Togak Gwimo
I am a wandering spectre, moving through interior and exterior spaces, appearing in various forms that are simultaneously jovial, grotesque, incomprehensible, unstable, vulgar, absurd, and mysterious. Embodying all these meanings, I exist as a contemporary myth, characterised by a deformed and oversized anatomy. My skin is torn, my flesh exposed, bluish organs seemingly spilling out, elegantly blurring the boundaries between inside and outside. I stand here, a brazen, vulnerable and seductive form, a phenomenon attempting to inhabit this space.
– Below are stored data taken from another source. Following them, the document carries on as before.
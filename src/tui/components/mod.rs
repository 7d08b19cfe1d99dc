//! # TUI Components
//!
//! All UI components for the terminal interface.
//!
//! ## Component Architecture
//!
//! ### Stateless Components (Props-Based Rendering)
//!
//! - `TitleBar`: Top status bar showing search status and error toasts
//!
//! ### Stateful Components (Event-Driven)
//!
//! - `SearchBox`: Query input; emits `Submit` on Enter
//! - `ResultListState` / `ResultList`: search hits, kept in step with the
//!   movies slot through `core::reconcile`
//! - `DetailViewState` / `DetailView`: overlay for one title
//!
//! Stateful components with a render wrapper hold their persistent state in
//! `TuiState` and are wrapped each frame together with the slot snapshot
//! they display.
//!
//! ```text
//! components/
//! ├── mod.rs           (this file)
//! ├── title_bar.rs     (Top status bar)
//! ├── search_box.rs    (Query input)
//! ├── result_list.rs   (Search hits)
//! └── detail_view.rs   (Detail overlay)
//! ```

mod title_bar;
pub use title_bar::{TitleBar, search_status};

pub mod detail_view;
pub mod result_list;
pub mod search_box;
pub use detail_view::{DetailEvent, DetailView, DetailViewState};
pub use result_list::{ResultEvent, ResultList, ResultListState};
pub use search_box::{SearchBox, SearchEvent};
Togak Gwimo hovers between a live exhibition and a malleable choreographic performance. Drawing from the supernatural, the past, and the present, this mutant being subverts existing social, racial, political, gender, and class boundaries. It distills abjection by challenging the authority of constructs like the borders between object and subject, life and death, self and other, while questioning the very notions of the natural and the artificial. An aberrant morphology emerges from the fusion of a human body and a large non-human costume. Initially grotesque, this form flounders and stumbles, yet it moves stealthily, ignoring the clumsiness caused by its heavy fleshly envelope. Through trivial performative acts, it haunts the space, filling it with an aura of strangeness.
The idiomatic expression 兎角龜毛 (Togak Gwimo) is composed in Korean from the Chinese characters 兎 (rabbit), 角 (horn), 龜 (turtle), and 毛 (fur). It refers to things that cannot exist in reality, evoking the chimerical images of a rabbit’s horn and a turtle’s fur.